Men, Discuss Prostate Cancer Screening with Your Doctor

The prostate-specific antigen (PSA) test checks for levels of this protein in the blood. An elevated PSA level can be a sign of prostate cancer, but it can also be caused by less serious conditions.

Man talking with his healthcare provider

Just because the PSA test is available doesn’t mean that you should receive it. According to a recent recommendation from the U.S. Preventive Services Task Force (USPSTF), men ages 55 to 69 should talk with their healthcare providers about the potential risks and benefits of PSA screening. The USPSTF’s statement is published in JAMA.
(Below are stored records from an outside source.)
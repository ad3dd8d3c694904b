//! PLY format reader for meshes and point clouds.
//!
//! Handles `ascii`, `binary_little_endian` and `binary_big_endian` bodies.
//! Vertex properties `x y z`, `nx ny nz`, `red green blue [alpha]` and
//! `s t` (or `u v`) become attributes with identity mapping; the face
//! `vertex_indices` (or `vertex_index`) list is fan triangulated. Unknown
//! elements and properties are skipped.

use std::io::{self, Cursor};
use std::path::Path;

use byteorder::{BigEndian, ByteOrder, LittleEndian, ReadBytesExt};

use draco_core::draco_types::DataType;
use draco_core::geometry_attribute::{GeometryAttributeType, PointAttribute};
use draco_core::geometry_indices::{AttributeValueIndex, PointIndex};
use draco_core::mesh::Mesh;

use crate::traits::{PointCloudReader, Reader};

/// PLY format reader.
#[derive(Debug)]
pub struct PlyReader {
    data: Vec<u8>,
}

impl PlyReader {
    /// Open a PLY file for reading.
    pub fn open<P: AsRef<Path>>(path: P) -> io::Result<Self> {
        Ok(Self::from_bytes(crate::read_file(path.as_ref())?))
    }

    /// Wrap PLY bytes already in memory.
    pub fn from_bytes(data: Vec<u8>) -> Self {
        Self { data }
    }

    /// Read all vertex positions.
    pub fn read_positions(&mut self) -> io::Result<Vec<[f32; 3]>> {
        let ply = parse_ply(&self.data)?;
        let (x, y, z) = position_columns(&ply)?;
        Ok(ply
            .vertices
            .iter()
            .map(|row| [row[x] as f32, row[y] as f32, row[z] as f32])
            .collect())
    }

    /// Read a mesh with every recognised vertex attribute and faces (if present).
    pub fn read_mesh(&mut self) -> io::Result<Mesh> {
        build_mesh(parse_ply(&self.data)?)
    }
}

impl Reader for PlyReader {
    fn open<P: AsRef<Path>>(path: P) -> io::Result<Self> {
        PlyReader::open(path)
    }

    fn read_meshes(&mut self) -> io::Result<Vec<Mesh>> {
        Ok(vec![PlyReader::read_mesh(self)?])
    }
}

impl PointCloudReader for PlyReader {}

fn invalid(msg: impl Into<String>) -> io::Error {
    io::Error::new(io::ErrorKind::InvalidData, msg.into())
}

#[derive(Debug, Clone, Copy, PartialEq, Eq)]
enum Format {
    Ascii,
    BinaryLittleEndian,
    BinaryBigEndian,
}

#[derive(Debug, Clone, Copy, PartialEq, Eq)]
enum PlyType {
    Int8,
    Uint8,
    Int16,
    Uint16,
    Int32,
    Uint32,
    Float32,
    Float64,
}

impl PlyType {
    fn parse(name: &str) -> io::Result<Self> {
        Ok(match name {
            "char" | "int8" => PlyType::Int8,
            "uchar" | "uint8" => PlyType::Uint8,
            "short" | "int16" => PlyType::Int16,
            "ushort" | "uint16" => PlyType::Uint16,
            "int" | "int32" => PlyType::Int32,
            "uint" | "uint32" => PlyType::Uint32,
            "float" | "float32" => PlyType::Float32,
            "double" | "float64" => PlyType::Float64,
            other => return Err(invalid(format!("Unknown PLY type '{}'", other))),
        })
    }
}

#[derive(Debug, Clone)]
enum Property {
    Scalar { name: String, ty: PlyType },
    List { name: String, count_ty: PlyType, item_ty: PlyType },
}

impl Property {
    fn name(&self) -> &str {
        match self {
            Property::Scalar { name, .. } | Property::List { name, .. } => name,
        }
    }
}

#[derive(Debug)]
struct Element {
    name: String,
    count: usize,
    properties: Vec<Property>,
}

struct Header {
    format: Format,
    elements: Vec<Element>,
    body_offset: usize,
}

#[derive(Debug, Default)]
struct PlyData {
    vertex_properties: Vec<String>,
    vertices: Vec<Vec<f64>>,
    faces: Vec<Vec<i64>>,
}

impl PlyData {
    fn column(&self, name: &str) -> Option<usize> {
        self.vertex_properties.iter().position(|p| p == name)
    }

    fn columns<const N: usize>(&self, names: [&str; N]) -> Option<[usize; N]> {
        let mut out = [0usize; N];
        for (slot, name) in out.iter_mut().zip(names) {
            *slot = self.column(name)?;
        }
        Some(out)
    }
}

fn parse_header(data: &[u8]) -> io::Result<Header> {
    if !data.starts_with(b"ply") {
        return Err(invalid("Missing 'ply' magic"));
    }
    let marker = b"end_header";
    let end = data
        .windows(marker.len())
        .position(|w| w == marker)
        .ok_or_else(|| invalid("Missing end_header"))?;
    let mut body_offset = end + marker.len();
    if data.get(body_offset) == Some(&b'\r') {
        body_offset += 1;
    }
    if data.get(body_offset) == Some(&b'\n') {
        body_offset += 1;
    }

    let text = String::from_utf8_lossy(&data[..end]);
    let mut format = None;
    let mut elements: Vec<Element> = Vec::new();
    for line in text.lines().skip(1) {
        let tokens: Vec<&str> = line.split_whitespace().collect();
        match tokens.as_slice() {
            ["format", fmt, ..] => {
                format = Some(match *fmt {
                    "ascii" => Format::Ascii,
                    "binary_little_endian" => Format::BinaryLittleEndian,
                    "binary_big_endian" => Format::BinaryBigEndian,
                    other => return Err(invalid(format!("Unknown PLY format '{}'", other))),
                })
            }
            ["element", name, count] => elements.push(Element {
                name: name.to_string(),
                count: count.parse().map_err(|_| invalid(format!("Bad element count '{}'", count)))?,
                properties: Vec::new(),
            }),
            ["property", "list", count_ty, item_ty, name] => {
                let element = elements
                    .last_mut()
                    .ok_or_else(|| invalid("Property before any element"))?;
                element.properties.push(Property::List {
                    name: name.to_string(),
                    count_ty: PlyType::parse(count_ty)?,
                    item_ty: PlyType::parse(item_ty)?,
                });
            }
            ["property", ty, name] => {
                let element = elements
                    .last_mut()
                    .ok_or_else(|| invalid("Property before any element"))?;
                element.properties.push(Property::Scalar {
                    name: name.to_string(),
                    ty: PlyType::parse(ty)?,
                });
            }
            _ => {}
        }
    }

    Ok(Header {
        format: format.ok_or_else(|| invalid("Missing format line"))?,
        elements,
        body_offset,
    })
}

trait ValueSource {
    fn read(&mut self, ty: PlyType) -> io::Result<f64>;
}

struct AsciiSource<'a> {
    tokens: std::str::SplitAsciiWhitespace<'a>,
}

impl ValueSource for AsciiSource<'_> {
    fn read(&mut self, _ty: PlyType) -> io::Result<f64> {
        let token = self
            .tokens
            .next()
            .ok_or_else(|| invalid("Unexpected end of PLY data"))?;
        token
            .parse()
            .map_err(|_| invalid(format!("Bad PLY value '{}'", token)))
    }
}

struct BinarySource<'a, B: ByteOrder> {
    cursor: Cursor<&'a [u8]>,
    _order: std::marker::PhantomData<B>,
}

impl<B: ByteOrder> ValueSource for BinarySource<'_, B> {
    fn read(&mut self, ty: PlyType) -> io::Result<f64> {
        let c = &mut self.cursor;
        Ok(match ty {
            PlyType::Int8 => c.read_i8()? as f64,
            PlyType::Uint8 => c.read_u8()? as f64,
            PlyType::Int16 => c.read_i16::<B>()? as f64,
            PlyType::Uint16 => c.read_u16::<B>()? as f64,
            PlyType::Int32 => c.read_i32::<B>()? as f64,
            PlyType::Uint32 => c.read_u32::<B>()? as f64,
            PlyType::Float32 => c.read_f32::<B>()? as f64,
            PlyType::Float64 => c.read_f64::<B>()?,
        })
    }
}

fn read_body(header: &Header, source: &mut dyn ValueSource) -> io::Result<PlyData> {
    let mut ply = PlyData::default();
    for element in &header.elements {
        let is_vertex = element.name == "vertex";
        let is_face = element.name == "face";
        if is_vertex {
            ply.vertex_properties = element.properties.iter().map(|p| p.name().to_string()).collect();
            ply.vertices.reserve(element.count.min(1 << 20));
        }
        for _ in 0..element.count {
            let mut row = Vec::with_capacity(element.properties.len());
            for property in &element.properties {
                match property {
                    Property::Scalar { ty, .. } => row.push(source.read(*ty)?),
                    Property::List { name, count_ty, item_ty } => {
                        let count = source.read(*count_ty)?;
                        if !(0.0..=u32::MAX as f64).contains(&count) {
                            return Err(invalid("Bad list length"));
                        }
                        let mut items = Vec::with_capacity((count as usize).min(64));
                        for _ in 0..count as usize {
                            items.push(source.read(*item_ty)? as i64);
                        }
                        if is_face && (name == "vertex_indices" || name == "vertex_index") {
                            ply.faces.push(items);
                        }
                        row.push(0.0);
                    }
                }
            }
            if is_vertex {
                ply.vertices.push(row);
            }
        }
    }
    Ok(ply)
}

fn parse_ply(data: &[u8]) -> io::Result<PlyData> {
    let header = parse_header(data)?;
    let body = &data[header.body_offset..];
    match header.format {
        Format::Ascii => {
            let text = String::from_utf8_lossy(body);
            let mut source = AsciiSource {
                tokens: text.split_ascii_whitespace(),
            };
            read_body(&header, &mut source)
        }
        Format::BinaryLittleEndian => read_body(
            &header,
            &mut BinarySource::<LittleEndian> {
                cursor: Cursor::new(body),
                _order: std::marker::PhantomData,
            },
        ),
        Format::BinaryBigEndian => read_body(
            &header,
            &mut BinarySource::<BigEndian> {
                cursor: Cursor::new(body),
                _order: std::marker::PhantomData,
            },
        ),
    }
}

fn position_columns(ply: &PlyData) -> io::Result<(usize, usize, usize)> {
    let [x, y, z] = ply
        .columns(["x", "y", "z"])
        .ok_or_else(|| invalid("PLY vertices have no x/y/z properties"))?;
    Ok((x, y, z))
}

fn float_attribute<const N: usize>(
    att_type: GeometryAttributeType,
    ply: &PlyData,
    columns: [usize; N],
) -> PointAttribute {
    let values: Vec<f32> = ply
        .vertices
        .iter()
        .flat_map(|row| columns.iter().map(move |&c| row[c] as f32))
        .collect();
    PointAttribute::from_f32_values(att_type, N as u8, &values)
}

fn build_mesh(ply: PlyData) -> io::Result<Mesh> {
    let (x, y, z) = position_columns(&ply)?;
    let num_vertices = ply.vertices.len();
    if num_vertices == 0 {
        return Err(invalid("PLY file has no vertices"));
    }

    let mut mesh = Mesh::new();
    mesh.add_attribute(float_attribute(GeometryAttributeType::Position, &ply, [x, y, z]));

    if let Some(cols) = ply.columns(["nx", "ny", "nz"]) {
        mesh.add_attribute(float_attribute(GeometryAttributeType::Normal, &ply, cols));
    }

    if let Some(rgb) = ply.columns(["red", "green", "blue"]) {
        let mut cols = rgb.to_vec();
        cols.extend(ply.column("alpha"));
        let mut colors = PointAttribute::new();
        colors.init(GeometryAttributeType::Color, cols.len() as u8, DataType::Uint8, true, num_vertices);
        for (i, row) in ply.vertices.iter().enumerate() {
            let bytes: Vec<u8> = cols.iter().map(|&c| row[c].clamp(0.0, 255.0) as u8).collect();
            colors.set_value_bytes(AttributeValueIndex(i as u32), &bytes);
        }
        mesh.add_attribute(colors);
    }

    if let Some(cols) = ply.columns(["s", "t"]).or_else(|| ply.columns(["u", "v"])) {
        mesh.add_attribute(float_attribute(GeometryAttributeType::TexCoord, &ply, cols));
    }

    for polygon in &ply.faces {
        if polygon.iter().any(|&i| i < 0 || i as usize >= num_vertices) {
            return Err(invalid("PLY face references a missing vertex"));
        }
        for k in 1..polygon.len().saturating_sub(1) {
            mesh.add_face([
                PointIndex(polygon[0] as u32),
                PointIndex(polygon[k] as u32),
                PointIndex(polygon[k + 1] as u32),
            ]);
        }
    }
    Ok(mesh)
}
The benefits and risks of PSA screening

The USPSTF based its new recommendations on the latest scientific evidence regarding PSA screening. According to the findings, PSA screening can decrease the chance for death from prostate cancer for a small number of men—approximately 1.3 deaths per 1,000 men screened.

Meanwhile, screening can have false-positive results that require more testing. It can also result in overdiagnosis. This occurs when you’re diagnosed with and treated for prostate cancer, but the cancer wouldn’t have caused any problems had it gone undiagnosed. An estimated 20% to 50% of men diagnosed with prostate cancer through screening may be overdiagnosed.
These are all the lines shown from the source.